« Je veux revoir mes 60 ans »

Publié le 25/06/2010
L'intersyndicale (CGT, CFDT, FSU, Solidaires, Unsa, CFTC) renforcéede quelques groupes FO et CFE-CGC a réussi à faire le plein pour « barrer la route » à la réforme des retraites
« Je veux revoir mes 60 ans »
« Je veux revoir mes 60 ans »
L'intersyndicale (CGT, CFDT, FSU, Solidaires, Unsa, CFTC) renforcéede quelques groupes FO et CFE-CGC a réussi à faire le plein pour « barrer la route » à la réforme des retraites

L'Est Républicain, Vendredi le 25 Juin 2010 / Ouverture France-Monde

 

Le ministre du Travail , Éric Woerth, a concédé que la participation a été « assez forte ». Photo AFP

La contestation du projet gouvernemental de réforme des retraites a franchi hier un cran, entre 797.000 et près de 2 millions de personnes ayant manifesté à l'appel de six syndicats, plus fort mouvement depuis début 2010. Une semaine après l'annonce des mesures gouvernementales, centrées sur le report à 62 ans de l'âge légal de départ, la CGT s'est réjouie qu'un « grand nombre de salariés de toutes professions et générations aient su relever le défi » pour cette quatrième journée d'action de 2010.
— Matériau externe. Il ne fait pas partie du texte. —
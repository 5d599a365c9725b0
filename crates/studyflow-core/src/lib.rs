//! # Studyflow Core Library
//!
//! This library provides the planning engine behind the studyflow study
//! planner: it turns tasks with difficulty, duration and deadline attributes
//! plus recurring unavailable time into conflict-free Pomodoro sessions.
//! Everything is available through the standalone `studyflow` CLI.
//!
//! ## Architecture
//!
//! - **Urgency / Priority**: due-date tiers and a weighted score that ranks tasks
//! - **Availability**: weekly unavailable blocks behind an injectable oracle
//! - **Session Packer**: spreads one task's sessions evenly up to its due date
//! - **Auto Scheduler**: packs all incomplete tasks on one shared timeline
//! - **Daily Selector**: picks today's tasks under a minute budget
//! - **Storage**: TOML configuration and a JSON snapshot store
//!
//! The algorithms are synchronous and pure: inputs are borrowed, outputs are
//! new values, and time, ids and availability are injected.
//!
//! ## Key Components
//!
//! - [`SessionPacker`]: per-task distribution and placement
//! - [`AutoScheduler`]: global greedy scheduler
//! - [`Planner`]: task creation and edits that keep sessions in sync
//! - [`Config`]: application configuration management

pub mod availability;
pub mod clock;
pub mod daily;
pub mod error;
pub mod ids;
pub mod packer;
pub mod planner;
pub mod priority;
pub mod scheduler;
pub mod storage;
pub mod task;
pub mod urgency;

pub use availability::{
    is_unavailable, is_window_free, AlwaysAvailable, AvailabilityOracle, PredicateOracle,
    UnavailableTimeBlock, WeeklyAvailability,
};
pub use clock::{Clock, FixedClock, SystemClock};
pub use daily::{DailyEntry, DailySelection, DailyWorkloadSelector};
pub use error::{ConfigError, CoreError, ScheduleError, SchedulingWarning, ValidationError};
pub use ids::{IdGenerator, SequentialIds, UuidGenerator};
pub use packer::{distribution_plan, PackOutcome, PackRequest, PackerConfig, SessionPacker};
pub use planner::{PlannedTask, Planner};
pub use priority::{PriorityCategory, PriorityScore, PriorityScorer, ScoringStrategy};
pub use scheduler::{
    AutoScheduleRequest, AutoScheduleResult, AutoScheduler, SchedulerConfig, TaskAllocation,
};
pub use storage::{data_dir, Config, JsonStore};
pub use task::{
    Difficulty, PomodoroSession, SessionKind, Task, TaskDraft, TaskPatch, TaskType, Urgency,
};
pub use urgency::{classify, refresh_on, UrgencyClassifier, UrgencyRefresher};
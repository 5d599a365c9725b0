//! Global auto scheduler.
//!
//! Packs every incomplete task onto one shared timeline:
//! - Tasks are walked in priority order
//! - A single cursor scans forward in fixed steps, skipping unavailable time
//!   and anything already booked
//! - Breaks follow each work session (long after every 4th in a row) when free
//! - A per-day cap rolls the cursor to the next morning

use chrono::{Duration, NaiveDate, NaiveDateTime, NaiveTime};
use serde::{Deserialize, Serialize};

use crate::availability::{is_window_free, AvailabilityOracle};
use crate::error::{Result, ScheduleError};
use crate::ids::IdGenerator;
use crate::priority::{score_tasks, ScoringStrategy};
use crate::task::session::collides;
use crate::task::{PomodoroSession, SessionKind, Task, FOCUS_MINUTES};

/// Scheduler configuration
#[derive(Debug, Clone, PartialEq, Serialize, Deserialize)]
pub struct SchedulerConfig {
    /// Focus duration per Pomodoro (minutes)
    pub focus_minutes: u32,
    /// Short break duration (minutes)
    pub short_break_minutes: u32,
    /// Long break duration (minutes)
    pub long_break_minutes: u32,
    /// Consecutive sessions before a long break
    pub sessions_before_long_break: u32,
    /// Where each new day's scan begins
    pub day_start: NaiveTime,
    /// Scan increment (minutes)
    pub slot_step_minutes: u32,
    /// Default daily cap for requests built from this config
    pub max_sessions_per_day: u32,
    /// Default horizon for requests built from this config
    pub horizon_days: u32,
    /// Availability probe spacing inside a slot (minutes)
    pub probe_minutes: u32,
    pub strategy: ScoringStrategy,
}

impl Default for SchedulerConfig {
    fn default() -> Self {
        Self {
            focus_minutes: FOCUS_MINUTES,
            short_break_minutes: 5,
            long_break_minutes: 15,
            sessions_before_long_break: 4,
            day_start: NaiveTime::from_hms_opt(8, 0, 0).unwrap_or(NaiveTime::MIN),
            slot_step_minutes: 30,
            max_sessions_per_day: 8,
            horizon_days: 7,
            probe_minutes: 5,
            strategy: ScoringStrategy::default(),
        }
    }
}

/// Input to one auto-schedule run.
#[derive(Debug, Clone)]
pub struct AutoScheduleRequest<'a> {
    pub tasks: &'a [Task],
    /// First instant the cursor may use. Also "today" for ranking.
    pub start: NaiveDateTime,
    pub horizon_days: u32,
    pub max_sessions_per_day: u32,
}

/// Placed versus needed work sessions for one task.
#[derive(Debug, Clone, PartialEq, Eq, Serialize, Deserialize)]
pub struct TaskAllocation {
    pub task_id: String,
    pub task_name: String,
    pub priority_score: u32,
    pub needed: u32,
    pub placed: u32,
}

impl TaskAllocation {
    pub fn is_complete(&self) -> bool {
        self.placed >= self.needed
    }
}

/// Output of an auto-schedule run.
#[derive(Debug, Clone, Default, PartialEq, Serialize, Deserialize)]
pub struct AutoScheduleResult {
    /// Work and break sessions in placement (chronological) order
    pub sessions: Vec<PomodoroSession>,
    /// One entry per incomplete task, in rank order
    pub tasks: Vec<TaskAllocation>,
    pub total_work_sessions: u32,
}

impl AutoScheduleResult {
    /// Sessions (work and breaks) belonging to one task.
    pub fn sessions_for<'a>(
        &'a self,
        task_id: &'a str,
    ) -> impl Iterator<Item = &'a PomodoroSession> + 'a {
        self.sessions.iter().filter(move |s| s.task_id == task_id)
    }

    pub fn work_sessions(&self) -> impl Iterator<Item = &PomodoroSession> {
        self.sessions.iter().filter(|s| s.kind == SessionKind::Work)
    }

    /// True if every task got all the sessions it needed.
    pub fn is_complete(&self) -> bool {
        self.tasks.iter().all(TaskAllocation::is_complete)
    }
}

/// Scan position shared by every task in a run.
#[derive(Debug, Clone)]
struct Cursor {
    day: NaiveDate,
    at: NaiveDateTime,
    sessions_today: u32,
    sequential: u32,
}

impl Cursor {
    fn midnight(&self) -> NaiveDateTime {
        next_midnight(self.day)
    }

    fn roll_over(&mut self, day_start: NaiveTime) {
        self.day += Duration::days(1);
        self.at = self.day.and_time(day_start);
        self.sessions_today = 0;
        self.sequential = 0;
    }
}

fn next_midnight(day: NaiveDate) -> NaiveDateTime {
    (day + Duration::days(1)).and_time(NaiveTime::MIN)
}

/// Automatic scheduler for Pomodoro sessions across all tasks
#[derive(Debug, Clone, Default)]
pub struct AutoScheduler {
    config: SchedulerConfig,
}

impl AutoScheduler {
    /// Create a new scheduler with default config
    pub fn new() -> Self {
        Self::default()
    }

    /// Create with custom config
    pub fn with_config(config: SchedulerConfig) -> Self {
        Self { config }
    }

    pub fn config(&self) -> &SchedulerConfig {
        &self.config
    }

    /// Request over `tasks` using this scheduler's default horizon and cap.
    pub fn request<'a>(&self, tasks: &'a [Task], start: NaiveDateTime) -> AutoScheduleRequest<'a> {
        AutoScheduleRequest {
            tasks,
            start,
            horizon_days: self.config.horizon_days,
            max_sessions_per_day: self.config.max_sessions_per_day,
        }
    }

    /// Place work sessions for every incomplete task.
    ///
    /// # Arguments
    /// * `request` - Tasks, start instant, horizon and daily cap
    /// * `oracle` - Weekly unavailable time
    /// * `existing` - Sessions already on the calendar to avoid
    /// * `ids` - Session id source
    ///
    /// # Errors
    /// `NoTasksToSchedule` if nothing is incomplete, `SchedulingExhausted` if
    /// not a single work session fit in the horizon. Partial placement is a
    /// normal result.
    pub fn schedule<O, G>(
        &self,
        request: &AutoScheduleRequest<'_>,
        oracle: &O,
        existing: &[PomodoroSession],
        ids: &G,
    ) -> Result<AutoScheduleResult>
    where
        O: AvailabilityOracle + ?Sized,
        G: IdGenerator + ?Sized,
    {
        let incomplete: Vec<Task> = request
            .tasks
            .iter()
            .filter(|t| !t.completed)
            .cloned()
            .collect();
        if incomplete.is_empty() {
            return Err(ScheduleError::NoTasksToSchedule.into());
        }

        let horizon_days = request.horizon_days.max(1);
        let horizon_end = (request.start.date() + Duration::days(i64::from(horizon_days)))
            .and_time(NaiveTime::MIN);
        let cap = request.max_sessions_per_day.max(1);
        let ranked = score_tasks(&incomplete, request.start.date(), self.config.strategy);

        let mut cursor = Cursor {
            day: request.start.date(),
            at: request.start.max(request.start.date().and_time(self.config.day_start)),
            sessions_today: 0,
            sequential: 0,
        };
        let mut taken: Vec<PomodoroSession> = existing.to_vec();
        let mut result = AutoScheduleResult::default();
        let mut horizon_reached = false;

        for scored in &ranked {
            let task = &scored.task;
            let done = task.work_sessions().filter(|s| s.completed).count() as u32;
            let needed = task
                .sessions_needed(self.config.focus_minutes)
                .saturating_sub(done);
            let mut placed = 0;

            while placed < needed && !horizon_reached {
                if cursor.sessions_today >= cap {
                    cursor.roll_over(self.config.day_start);
                }

                let Some(start) = self.next_free_slot(&mut cursor, horizon_end, oracle, &taken) else {
                    horizon_reached = true;
                    break;
                };

                let end = start + self.focus();
                let session = PomodoroSession::work(
                    ids.next_id(),
                    task.id.clone(),
                    start,
                    end,
                    placed + 1,
                    needed,
                );
                taken.push(session.clone());
                result.sessions.push(session);
                placed += 1;
                cursor.at = end;
                cursor.sessions_today += 1;
                cursor.sequential += 1;

                if placed < needed {
                    self.insert_break(&mut cursor, &task.id, oracle, &mut taken, &mut result, ids);
                }
            }

            result.total_work_sessions += placed;
            result.tasks.push(TaskAllocation {
                task_id: task.id.clone(),
                task_name: task.name.clone(),
                priority_score: scored.score,
                needed,
                placed,
            });
        }

        if result.total_work_sessions == 0 {
            return Err(ScheduleError::SchedulingExhausted {
                task_count: incomplete.len(),
                horizon_days,
            }
            .into());
        }

        tracing::info!(
            tasks = result.tasks.len(),
            work_sessions = result.total_work_sessions,
            complete = result.is_complete(),
            "auto schedule finished"
        );
        Ok(result)
    }

    /// Advance `cursor` to the first free slot, rolling days at midnight.
    /// `None` once the horizon is reached.
    fn next_free_slot<O>(
        &self,
        cursor: &mut Cursor,
        horizon_end: NaiveDateTime,
        oracle: &O,
        taken: &[PomodoroSession],
    ) -> Option<NaiveDateTime>
    where
        O: AvailabilityOracle + ?Sized,
    {
        let step = Duration::minutes(i64::from(self.config.slot_step_minutes.max(1)));
        loop {
            if cursor.at >= horizon_end {
                return None;
            }
            let end = cursor.at + self.focus();
            if end > cursor.midnight() {
                cursor.roll_over(self.config.day_start);
                continue;
            }
            if is_window_free(oracle, cursor.at, end, self.config.probe_minutes)
                && !collides(taken, cursor.at, end)
            {
                return Some(cursor.at);
            }
            cursor.at += step;
        }
    }

    /// Short or long break right after the session that just ended at
    /// `cursor.at`. Skipped without moving the cursor when the slot is not free.
    fn insert_break<O, G>(
        &self,
        cursor: &mut Cursor,
        task_id: &str,
        oracle: &O,
        taken: &mut Vec<PomodoroSession>,
        result: &mut AutoScheduleResult,
        ids: &G,
    ) where
        O: AvailabilityOracle + ?Sized,
        G: IdGenerator + ?Sized,
    {
        let long = cursor.sequential >= self.config.sessions_before_long_break.max(1);
        let (kind, minutes) = if long {
            (SessionKind::LongBreak, self.config.long_break_minutes)
        } else {
            (SessionKind::ShortBreak, self.config.short_break_minutes)
        };
        if minutes == 0 {
            return;
        }

        let start = cursor.at;
        let end = start + Duration::minutes(i64::from(minutes));
        let free = end <= cursor.midnight()
            && is_window_free(oracle, start, end, self.config.probe_minutes)
            && !collides(taken, start, end);
        if !free {
            tracing::debug!(%start, ?kind, "break skipped");
            return;
        }

        let slot = PomodoroSession::break_slot(ids.next_id(), task_id.to_string(), start, end, kind);
        taken.push(slot.clone());
        result.sessions.push(slot);
        cursor.at = end;
        if long {
            cursor.sequential = 0;
        }
    }

    fn focus(&self) -> Duration {
        Duration::minutes(i64::from(self.config.focus_minutes))
    }
}
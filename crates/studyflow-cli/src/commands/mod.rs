//! Subcommand implementations and the helpers they share.

pub mod block;
pub mod config;
pub mod schedule;
pub mod task;
pub mod today;

use chrono::{NaiveDate, NaiveDateTime, NaiveTime};
use studyflow_core::{Clock, FixedClock, SystemClock};

pub type CliResult<T = ()> = Result<T, Box<dyn std::error::Error>>;

/// Pins "now" for scripted runs, e.g. `STUDYFLOW_NOW="2026-03-02 08:00"`.
pub const NOW_ENV: &str = "STUDYFLOW_NOW";

/// System time, or the instant named by `STUDYFLOW_NOW`.
pub enum CliClock {
    System(SystemClock),
    Fixed(FixedClock),
}

impl Clock for CliClock {
    fn now(&self) -> NaiveDateTime {
        match self {
            CliClock::System(clock) => clock.now(),
            CliClock::Fixed(clock) => clock.now(),
        }
    }
}

pub fn clock() -> CliResult<CliClock> {
    match std::env::var(NOW_ENV) {
        Ok(value) if !value.trim().is_empty() => {
            let now = parse_datetime(&value, NaiveTime::MIN)?;
            tracing::debug!(%now, "clock pinned by {NOW_ENV}");
            Ok(CliClock::Fixed(FixedClock::new(now)))
        }
        _ => Ok(CliClock::System(SystemClock)),
    }
}

/// Accepts `YYYY-MM-DD`, `YYYY-MM-DD HH:MM` or `YYYY-MM-DDTHH:MM`.
/// A bare date takes `default_time`.
pub fn parse_datetime(value: &str, default_time: NaiveTime) -> CliResult<NaiveDateTime> {
    let value = value.trim();
    for format in ["%Y-%m-%d %H:%M", "%Y-%m-%dT%H:%M", "%Y-%m-%d %H:%M:%S", "%Y-%m-%dT%H:%M:%S"] {
        if let Ok(dt) = NaiveDateTime::parse_from_str(value, format) {
            return Ok(dt);
        }
    }
    let date = NaiveDate::parse_from_str(value, "%Y-%m-%d")
        .map_err(|_| format!("invalid date '{value}': expected YYYY-MM-DD [HH:MM]"))?;
    Ok(date.and_time(default_time))
}

/// Due dates without a time mean the end of that day.
pub fn parse_due(value: &str) -> CliResult<NaiveDateTime> {
    let end_of_day = NaiveTime::from_hms_opt(23, 59, 0).unwrap_or(NaiveTime::MIN);
    parse_datetime(value, end_of_day)
}

/// `HH:MM`, with `24:00` allowed as an end-of-day marker.
pub fn parse_clock(value: &str) -> CliResult<(u32, u32)> {
    let (h, m) = value
        .trim()
        .split_once(':')
        .ok_or_else(|| format!("invalid time '{value}': expected HH:MM"))?;
    let hour: u32 = h.parse().map_err(|_| format!("invalid hour in '{value}'"))?;
    let minute: u32 = m.parse().map_err(|_| format!("invalid minute in '{value}'"))?;
    Ok((hour, minute))
}

const WEEKDAYS: [&str; 7] = ["sun", "mon", "tue", "wed", "thu", "fri", "sat"];

/// `0`-`6` (Sunday first) or a weekday name such as `mon` or `Monday`.
pub fn parse_weekday(value: &str) -> CliResult<u8> {
    let value = value.trim().to_ascii_lowercase();
    if let Ok(n) = value.parse::<u8>() {
        return Ok(n);
    }
    WEEKDAYS
        .iter()
        .position(|d| value.starts_with(d))
        .map(|i| i as u8)
        .ok_or_else(|| format!("invalid weekday '{value}'").into())
}

pub fn weekday_name(day_of_week: u8) -> &'static str {
    WEEKDAYS.get(day_of_week as usize).copied().unwrap_or("?")
}

pub fn print_json<T: serde::Serialize + ?Sized>(value: &T) -> CliResult {
    println!("{}", serde_json::to_string_pretty(value)?);
    Ok(())
}
//! Ranking, auto-scheduling and per-task packing.

use clap::Subcommand;
use studyflow_core::{
    AutoScheduler, Clock, Config, JsonStore, PriorityScorer, Task, UuidGenerator,
};

use super::task::{find_task, planner};
use super::{clock, parse_datetime, print_json, CliResult};

#[derive(Subcommand)]
pub enum ScheduleAction {
    /// Rank incomplete tasks by priority
    Rank {
        /// Print JSON
        #[arg(long)]
        json: bool,
    },
    /// Place sessions for every incomplete task on one timeline
    Auto {
        /// Start instant: YYYY-MM-DD [HH:MM] (default: now)
        #[arg(long)]
        start: Option<String>,
        /// Horizon in days (default: auto_schedule.horizon_days)
        #[arg(long)]
        days: Option<u32>,
        /// Daily cap (default: auto_schedule.max_sessions_per_day)
        #[arg(long)]
        max_per_day: Option<u32>,
        /// Attach the result to the stored tasks
        #[arg(long)]
        apply: bool,
        /// Print JSON
        #[arg(long)]
        json: bool,
    },
    /// Re-pack a multi-day task's open work from today, keeping completed sessions
    Pack {
        /// Task ID
        id: String,
    },
}

pub fn run(action: ScheduleAction) -> CliResult {
    let store = JsonStore::open()?;
    let config = Config::load()?;
    let clock = clock()?;

    match action {
        ScheduleAction::Rank { json } => {
            let scorer = PriorityScorer::with_strategy(&clock, config.strategy());
            let ranked = scorer.rank_incomplete(&store.load_tasks()?);
            if json {
                print_json(&ranked)?;
            } else if ranked.is_empty() {
                println!("no open tasks");
            } else {
                for (i, p) in ranked.iter().enumerate() {
                    let proximity = p
                        .deadline_proximity
                        .map(|d| format!("{d:+}d"))
                        .unwrap_or_else(|| "-".to_string());
                    println!(
                        "{:>2}. {:>3} {:<8} {:>5}  {}  {}",
                        i + 1,
                        p.score,
                        format!("{:?}", p.category).to_lowercase(),
                        proximity,
                        p.task.id,
                        p.task.name
                    );
                }
            }
        }
        ScheduleAction::Auto {
            start,
            days,
            max_per_day,
            apply,
            json,
        } => {
            let scheduler = AutoScheduler::with_config(config.scheduler_config()?);
            let start = match start {
                Some(s) => parse_datetime(&s, scheduler.config().day_start)?,
                None => clock.now(),
            };

            let mut tasks = store.load_tasks()?;
            // Completed sessions stay on the calendar; open ones are re-planned.
            let history: Vec<_> = tasks
                .iter()
                .flat_map(|t| t.sessions.iter().filter(|s| s.completed).cloned())
                .collect();

            let mut request = scheduler.request(&tasks, start);
            if let Some(days) = days {
                request.horizon_days = days;
            }
            if let Some(cap) = max_per_day {
                request.max_sessions_per_day = cap;
            }
            let availability = store.load_blocks()?;
            let result = scheduler.schedule(&request, &availability, &history, &UuidGenerator)?;

            if json {
                print_json(&result)?;
            } else {
                for allocation in &result.tasks {
                    println!(
                        "{}  {}/{} session(s)  {}",
                        allocation.task_id, allocation.placed, allocation.needed, allocation.task_name
                    );
                }
                for s in result.work_sessions() {
                    println!(
                        "  {} {}-{}  {} #{}/{}",
                        s.start_time.format("%a %Y-%m-%d"),
                        s.start_time.format("%H:%M"),
                        s.end_time.format("%H:%M"),
                        s.task_id,
                        s.session_number,
                        s.total_sessions
                    );
                }
                println!("total work sessions: {}", result.total_work_sessions);
            }

            if apply {
                for task in tasks.iter_mut().filter(|t| !t.completed) {
                    task.sessions.retain(|s| s.completed);
                    task.sessions.extend(result.sessions_for(&task.id).cloned());
                }
                store.save_tasks(&tasks)?;
                eprintln!("applied to {} task(s)", result.tasks.len());
            }
        }
        ScheduleAction::Pack { id } => {
            let task: Task = find_task(&store, &id)?;
            if !task.is_multi_day() {
                return Err(format!("Task {id} is not multi-day; use `schedule auto`").into());
            }
            let availability = store.load_blocks()?;
            let occupied = store.occupied_sessions(Some(&id))?;
            let planned = planner(&config)?.repack_task(&task, &availability, &occupied);
            for warning in &planned.warnings {
                eprintln!("warning: {warning}");
            }
            store.upsert_task(&planned.task)?;
            let (done, total) = planned.task.progress();
            println!("Task packed: {id} ({total} session(s), {done} completed)");
        }
    }
    Ok(())
}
Des grosses agglomérations aux villes moyennes, les cortèges ont été fournis. « Sarko, le déambulateur est-il fourni avec la réforme ? », « Je veux revoir mes 60 ans » ou « Retraite : Premier ministre six mois, parlementaires six ans, ouvrier 42 ans, cherchez l'erreur !!! », pouvait-on lire sur des pancartes. « Faisons aWoerther la réforme des retraites », invitait un slogan.

A Paris, 47.000 personnes ont défilé selon la police, tandis que la CGT en a recensé 130.000 contre 90.000 la dernière fois. Deux fois plus de monde aussi à Nancy, Strasbourg, Tarbes ou Angoulême.

A Marseille, les manifestants étaient 14.500 (police) à 120.000 (syndicats), à Bordeaux 25.000 à 70.000, à Toulouse 19.000 à 60.000.

Clin d'oeil au Mondial de football, des vuvuzelas ont résonné dans plusieurs cortèges.

Le rendez-vous à l'Elysée de Thierry Henry a aussi alimenté bons mots et critiques, les syndicats épinglant un président qui « passe son temps à écouter les états d'âmes d'un footballeur qui gagne 15 millions par an ».